There are a few ineluctable facts about buildings. They are expensive, time consuming and labor intensive to make. They are strongest if built from the sturdiest materials. Well, no, on all counts. Japanese architect Shigeru Ban has built homes, pavilions and churches, some of them permanent, using little more than cardboard tubes. "I was interested in weak materials," says Ban, 42. "Whenever we invent a new material or new structural system, a new architecture comes out of it." Ironically, Ban may be closer to the old modernist ideals than many who build today in glass and steel. He wants beauty to be attainable by the masses, even the poorest.

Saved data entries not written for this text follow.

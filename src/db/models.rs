use chrono::{NaiveDate, NaiveDateTime};
use rusqlite::types::{FromSql, FromSqlError, FromSqlResult, ToSql, ToSqlOutput, ValueRef};
use serde::{Deserialize, Serialize};
use std::fmt;
use std::str::FromStr;

/// Stores a closed enum as its lowercase text tag.
macro_rules! sql_text_enum {
    ($ty:ty) => {
        impl ToSql for $ty {
            fn to_sql(&self) -> rusqlite::Result<ToSqlOutput<'_>> {
                Ok(ToSqlOutput::from(self.as_str()))
            }
        }

        impl FromSql for $ty {
            fn column_result(value: ValueRef<'_>) -> FromSqlResult<Self> {
                value
                    .as_str()?
                    .parse()
                    .map_err(|e: UnknownTag| FromSqlError::Other(Box::new(e)))
            }
        }

        impl fmt::Display for $ty {
            fn fmt(&self, f: &mut fmt::Formatter<'_>) -> fmt::Result {
                f.write_str(self.as_str())
            }
        }
    };
}

#[derive(Debug, Clone)]
pub struct UnknownTag(pub String);

impl fmt::Display for UnknownTag {
    fn fmt(&self, f: &mut fmt::Formatter<'_>) -> fmt::Result {
        write!(f, "unknown tag '{}'", self.0)
    }
}

impl std::error::Error for UnknownTag {}

// ── Enumerations ──────────────────────────────────────────────────────────────

/// Which side of a fixture an event or lineup belongs to.
#[derive(Debug, Clone, Copy, PartialEq, Eq, Hash, PartialOrd, Ord, Serialize, Deserialize)]
#[serde(rename_all = "lowercase")]
pub enum Side {
    Home,
    Away,
}

impl Side {
    pub fn as_str(&self) -> &'static str {
        match self {
            Side::Home => "home",
            Side::Away => "away",
        }
    }

    pub fn opposite(self) -> Side {
        match self {
            Side::Home => Side::Away,
            Side::Away => Side::Home,
        }
    }
}

impl FromStr for Side {
    type Err = UnknownTag;

    fn from_str(s: &str) -> Result<Self, Self::Err> {
        match s {
            "home" => Ok(Side::Home),
            "away" => Ok(Side::Away),
            other => Err(UnknownTag(other.to_string())),
        }
    }
}

sql_text_enum!(Side);

/// Regular leagues are scoreable; groups only exist inside a grouped league.
#[derive(Debug, Clone, Copy, PartialEq, Eq, Serialize, Deserialize)]
#[serde(rename_all = "lowercase")]
pub enum LeagueKind {
    Regular,
    Group,
}

impl LeagueKind {
    pub fn as_str(&self) -> &'static str {
        match self {
            LeagueKind::Regular => "regular",
            LeagueKind::Group => "group",
        }
    }
}

impl FromStr for LeagueKind {
    type Err = UnknownTag;

    fn from_str(s: &str) -> Result<Self, Self::Err> {
        match s {
            "regular" => Ok(LeagueKind::Regular),
            "group" => Ok(LeagueKind::Group),
            other => Err(UnknownTag(other.to_string())),
        }
    }
}

sql_text_enum!(LeagueKind);

#[derive(Debug, Clone, Copy, PartialEq, Eq, Serialize, Deserialize)]
#[serde(rename_all = "lowercase")]
pub enum LeagueLayout {
    /// One table, matches listed per matchday
    Single,
    /// Several competition groups, rounds derived per week
    Grouped,
    /// Built over other leagues by `seed-composite`
    Composite,
}

impl LeagueLayout {
    pub fn as_str(&self) -> &'static str {
        match self {
            LeagueLayout::Single => "single",
            LeagueLayout::Grouped => "grouped",
            LeagueLayout::Composite => "composite",
        }
    }
}

impl FromStr for LeagueLayout {
    type Err = UnknownTag;

    fn from_str(s: &str) -> Result<Self, Self::Err> {
        match s {
            "single" => Ok(LeagueLayout::Single),
            "grouped" => Ok(LeagueLayout::Grouped),
            "composite" => Ok(LeagueLayout::Composite),
            other => Err(UnknownTag(other.to_string())),
        }
    }
}

sql_text_enum!(LeagueLayout);

/// Player position category.
#[derive(Debug, Clone, Copy, PartialEq, Eq, Serialize, Deserialize)]
#[serde(rename_all = "lowercase")]
pub enum Position {
    Goalkeeper,
    Defender,
    Midfielder,
    Attacker,
    Unknown,
}

impl Position {
    pub fn as_str(&self) -> &'static str {
        match self {
            Position::Goalkeeper => "goalkeeper",
            Position::Defender => "defender",
            Position::Midfielder => "midfielder",
            Position::Attacker => "attacker",
            Position::Unknown => "unknown",
        }
    }

    /// Map the free-text position shown on a player profile ("Centre-Back",
    /// "Left Winger", ...) onto a category.
    pub fn from_profile_text(text: &str) -> Position {
        let t = text.trim().to_lowercase();
        if t.is_empty() {
            Position::Unknown
        } else if t.contains("goalkeeper") || t == "keeper" {
            Position::Goalkeeper
        } else if t.contains("midfield") {
            // before the defender check: "Defensive Midfield"
            Position::Midfielder
        } else if t.contains("back") || t.contains("defen") || t.contains("sweeper") {
            Position::Defender
        } else if t.contains("forward")
            || t.contains("winger")
            || t.contains("striker")
            || t.contains("attack")
        {
            Position::Attacker
        } else {
            Position::Unknown
        }
    }
}

impl FromStr for Position {
    type Err = UnknownTag;

    fn from_str(s: &str) -> Result<Self, Self::Err> {
        match s {
            "goalkeeper" => Ok(Position::Goalkeeper),
            "defender" => Ok(Position::Defender),
            "midfielder" => Ok(Position::Midfielder),
            "attacker" => Ok(Position::Attacker),
            "unknown" => Ok(Position::Unknown),
            other => Err(UnknownTag(other.to_string())),
        }
    }
}

sql_text_enum!(Position);

/// Tactical shape of a lineup.
#[derive(Debug, Clone, Copy, PartialEq, Eq, Serialize, Deserialize)]
pub enum Formation {
    F442,
    F433,
    F4231,
    F4141,
    F4411,
    F451,
    F41212,
    F4312,
    F4321,
    F4222,
    F4132,
    F352,
    F343,
    F3421,
    F3412,
    F3142,
    F3511,
    F532,
    F541,
    Unknown,
}

const FORMATIONS: &[(Formation, &str)] = &[
    (Formation::F442, "4-4-2"),
    (Formation::F433, "4-3-3"),
    (Formation::F4231, "4-2-3-1"),
    (Formation::F4141, "4-1-4-1"),
    (Formation::F4411, "4-4-1-1"),
    (Formation::F451, "4-5-1"),
    (Formation::F41212, "4-1-2-1-2"),
    (Formation::F4312, "4-3-1-2"),
    (Formation::F4321, "4-3-2-1"),
    (Formation::F4222, "4-2-2-2"),
    (Formation::F4132, "4-1-3-2"),
    (Formation::F352, "3-5-2"),
    (Formation::F343, "3-4-3"),
    (Formation::F3421, "3-4-2-1"),
    (Formation::F3412, "3-4-1-2"),
    (Formation::F3142, "3-1-4-2"),
    (Formation::F3511, "3-5-1-1"),
    (Formation::F532, "5-3-2"),
    (Formation::F541, "5-4-1"),
    (Formation::Unknown, "unknown"),
];

impl Formation {
    pub fn as_str(&self) -> &'static str {
        FORMATIONS
            .iter()
            .find(|(f, _)| f == self)
            .map(|(_, s)| *s)
            .unwrap_or("unknown")
    }

    /// Shape string such as "4-3-3"; anything not in the table is `Unknown`.
    pub fn from_shape(shape: &str) -> Formation {
        let shape = shape.trim();
        FORMATIONS
            .iter()
            .find(|(_, s)| *s == shape)
            .map(|(f, _)| *f)
            .unwrap_or(Formation::Unknown)
    }
}

impl FromStr for Formation {
    type Err = UnknownTag;

    fn from_str(s: &str) -> Result<Self, Self::Err> {
        match Formation::from_shape(s) {
            Formation::Unknown if s != "unknown" => Err(UnknownTag(s.to_string())),
            f => Ok(f),
        }
    }
}

sql_text_enum!(Formation);

#[derive(Debug, Clone, Copy, PartialEq, Eq, Serialize, Deserialize)]
#[serde(rename_all = "lowercase")]
pub enum CardType {
    Yellow,
    Red,
}

impl CardType {
    pub fn as_str(&self) -> &'static str {
        match self {
            CardType::Yellow => "yellow",
            CardType::Red => "red",
        }
    }
}

impl FromStr for CardType {
    type Err = UnknownTag;

    fn from_str(s: &str) -> Result<Self, Self::Err> {
        match s {
            "yellow" => Ok(CardType::Yellow),
            "red" => Ok(CardType::Red),
            other => Err(UnknownTag(other.to_string())),
        }
    }
}

sql_text_enum!(CardType);

// ── Stored entities ───────────────────────────────────────────────────────────

#[derive(Debug, Clone, Serialize, Deserialize)]
pub struct League {
    pub id: i64,
    pub name: String,
    pub season: Option<String>,
    pub kind: LeagueKind,
    pub layout: LeagueLayout,
}

/// A matchday window of one league scope
#[derive(Debug, Clone, Serialize, Deserialize)]
pub struct Round {
    pub id: i64,
    pub league_id: i64,
    pub name: String,
    pub start_date: Option<NaiveDateTime>,
    pub end_date: Option<NaiveDateTime>,
}

#[derive(Debug, Clone, PartialEq, Serialize, Deserialize)]
pub struct Team {
    pub id: i64,
    pub name: String,
    /// Globally unique
    pub code: String,
    /// Crest image URL
    pub crest: Option<String>,
}

#[derive(Debug, Clone, Serialize, Deserialize)]
pub struct Player {
    pub id: i64,
    /// Identifier assigned by the statistics site
    pub external_id: Option<i64>,
    pub first_name: Option<String>,
    pub last_name: String,
    pub position: Position,
    pub birth_date: Option<NaiveDate>,
    pub shirt_number: Option<i32>,
    /// Raw market value text as displayed, e.g. "€12.00m"
    pub market_value: Option<String>,
    pub profile_picture: Option<String>,
    /// Profile page read at least once, whatever it yielded
    pub profile_fetched: bool,
}

impl Player {
    /// Profile already read and external id known: no fetch needed.
    pub fn is_fully_resolved(&self) -> bool {
        self.profile_fetched && self.external_id.is_some()
    }
}

#[derive(Debug, Clone, Serialize, Deserialize)]
pub struct Stadium {
    pub id: i64,
    pub key: String,
    pub name: String,
}

#[derive(Debug, Clone, Serialize, Deserialize)]
pub struct Match {
    pub id: i64,
    /// Primary de-duplication key for ingestion
    pub external_id: i64,
    pub league_id: i64,
    pub team1_id: i64,
    pub team2_id: i64,
    pub score1: Option<i32>,
    pub score2: Option<i32>,
    pub date_time: Option<NaiveDateTime>,
    pub stadium_id: Option<i64>,
    pub lineup1_id: Option<i64>,
    pub lineup2_id: Option<i64>,
    pub review_required: bool,
}

impl Match {
    pub fn is_played(&self) -> bool {
        self.score1.is_some() && self.score2.is_some()
    }

    pub fn is_detail_processed(&self) -> bool {
        self.lineup1_id.is_some() && self.lineup2_id.is_some()
    }

    pub fn team_for(&self, side: Side) -> i64 {
        match side {
            Side::Home => self.team1_id,
            Side::Away => self.team2_id,
        }
    }
}

#[derive(Debug, Clone, Serialize, Deserialize)]
pub struct Lineup {
    pub id: i64,
    pub match_id: i64,
    pub side: Side,
    pub formation: Formation,
    pub captain_id: Option<i64>,
}

#[derive(Debug, Clone, Serialize, Deserialize)]
pub struct Substitution {
    pub id: i64,
    pub lineup_id: i64,
    /// Player coming on; the site occasionally omits it
    pub player_in_id: Option<i64>,
    /// Player leaving the pitch
    pub player_out_id: i64,
    pub minute: Option<i32>,
}

#[derive(Debug, Clone, Serialize, Deserialize)]
pub struct Goal {
    pub id: i64,
    pub match_id: i64,
    /// Side the goal counts for
    pub side: Side,
    pub scorer_id: Option<i64>,
    pub assist_id: Option<i64>,
    pub minute: Option<i32>,
    /// Running score after this goal
    pub score1: Option<i32>,
    pub score2: Option<i32>,
    pub own_goal: bool,
    pub penalty: bool,
}

impl Goal {
    /// Side the scorer plays for (own goals count for the opponent).
    pub fn scorer_side(&self) -> Side {
        if self.own_goal {
            self.side.opposite()
        } else {
            self.side
        }
    }
}

#[derive(Debug, Clone, Serialize, Deserialize)]
pub struct Card {
    pub id: i64,
    pub match_id: i64,
    pub side: Side,
    pub player_id: i64,
    pub minute: Option<i32>,
    pub card_type: CardType,
}

#[derive(Debug, Clone, Serialize, Deserialize)]
pub struct MissedPenalty {
    pub id: i64,
    pub match_id: i64,
    /// Side of the penalty taker
    pub side: Side,
    pub taker_id: Option<i64>,
    pub saved_by_id: Option<i64>,
    pub conceded_by_id: Option<i64>,
    pub minute: Option<i32>,
}

#[derive(Debug, Clone, Serialize, Deserialize)]
pub struct PlayerPoints {
    pub id: Option<i64>,
    pub match_id: i64,
    pub player_id: i64,
    pub points: f64,
}

// ── Write-side inputs ─────────────────────────────────────────────────────────

/// Player fields gathered from a lineup and optionally a profile page.
#[derive(Debug, Clone, Default)]
pub struct NewPlayer {
    pub external_id: i64,
    pub first_name: Option<String>,
    pub last_name: String,
    pub position: Option<Position>,
    pub birth_date: Option<NaiveDate>,
    pub shirt_number: Option<i32>,
    pub market_value: Option<String>,
    pub profile_picture: Option<String>,
    pub profile_fetched: bool,
}

#[derive(Debug, Clone)]
pub struct MatchUpsert {
    pub external_id: i64,
    pub league_id: i64,
    pub team1_id: i64,
    pub team2_id: i64,
    pub score1: Option<i32>,
    pub score2: Option<i32>,
    pub date_time: Option<NaiveDateTime>,
}

#[derive(Debug, Clone, Copy, PartialEq, Eq)]
pub struct LineupSlot {
    pub player_id: i64,
    pub shirt_number: Option<i32>,
}

#[derive(Debug, Clone)]
pub struct NewLineup {
    pub side: Side,
    pub formation: Formation,
    pub captain_id: Option<i64>,
    pub starters: Vec<LineupSlot>,
    pub bench: Vec<LineupSlot>,
}

#[derive(Debug, Clone)]
pub struct NewSubstitution {
    pub side: Side,
    pub player_in_id: Option<i64>,
    pub player_out_id: i64,
    pub minute: Option<i32>,
}

#[derive(Debug, Clone)]
pub struct NewCard {
    pub side: Side,
    pub player_id: i64,
    pub minute: Option<i32>,
    pub card_type: CardType,
}

#[derive(Debug, Clone)]
pub struct NewMissedPenalty {
    pub side: Side,
    pub taker_id: Option<i64>,
    pub saved_by_id: Option<i64>,
    pub conceded_by_id: Option<i64>,
    pub minute: Option<i32>,
}

#[derive(Debug, Clone)]
pub struct NewGoal {
    pub side: Side,
    pub scorer_id: Option<i64>,
    pub assist_id: Option<i64>,
    pub minute: Option<i32>,
    pub score1: Option<i32>,
    pub score2: Option<i32>,
    pub own_goal: bool,
    pub penalty: bool,
}

/// Everything read from one match detail page, with players already resolved.
#[derive(Debug, Clone, Default)]
pub struct MatchDetails {
    pub stadium_id: Option<i64>,
    pub lineups: Vec<NewLineup>,
    pub substitutions: Vec<NewSubstitution>,
    pub cards: Vec<NewCard>,
    pub missed_penalties: Vec<NewMissedPenalty>,
    pub goals: Vec<NewGoal>,
}

// ── Read-side aggregates ──────────────────────────────────────────────────────

#[derive(Debug, Clone)]
pub struct LineupAggregate {
    pub lineup: Lineup,
    pub starters: Vec<i64>,
    pub bench: Vec<i64>,
    pub substitutions: Vec<Substitution>,
}

/// A match with all of its event rows, assembled by id lookups.
#[derive(Debug, Clone)]
pub struct MatchAggregate {
    pub header: Match,
    pub lineups: Vec<LineupAggregate>,
    pub goals: Vec<Goal>,
    pub cards: Vec<Card>,
    pub missed_penalties: Vec<MissedPenalty>,
}

#[derive(Debug, Clone, Serialize)]
pub struct TeamDetail {
    #[serde(flatten)]
    pub team: Team,
    pub leagues: Vec<League>,
    pub players: Vec<Player>,
}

Ban first began to use the tubes in the '80s, in exhibitions. Impressed by the material's load-bearing capacity (he calls cardboard "improved wood"), he thought of them again in 1995, after the Kobe earthquake, and used donated 34-ply tubes to build a community hall and houses. Working with the U.N., Ban has shipped paper log houses to Turkey and Rwanda. "Refugee shelter has to be beautiful," he says. "Psychologically, refugees are damaged. They have to stay in nice places."
But it's not all about utility. Ban has managed to turn ugly-duckling cardboard into some gorgeous swans. The Japanese pavilion he created for this year's EXPO 2000 in Hannover, Germany, is a huge undulating grid of paper tubes enclosed, like a covered wagon, with a paper canopy. A nine-ton, 87-ft.-long lattice arch of tubes currently swoops over the garden at the Museum of Modern Art in New York City, casting a thatch of ever changing shadows.
Ban's designs touch the earth lightly in more ways than one. After EXPO 2000, his pavilion will be shipped to a recycling center to be returned to the pulp from whence it came. Just try that with bricks.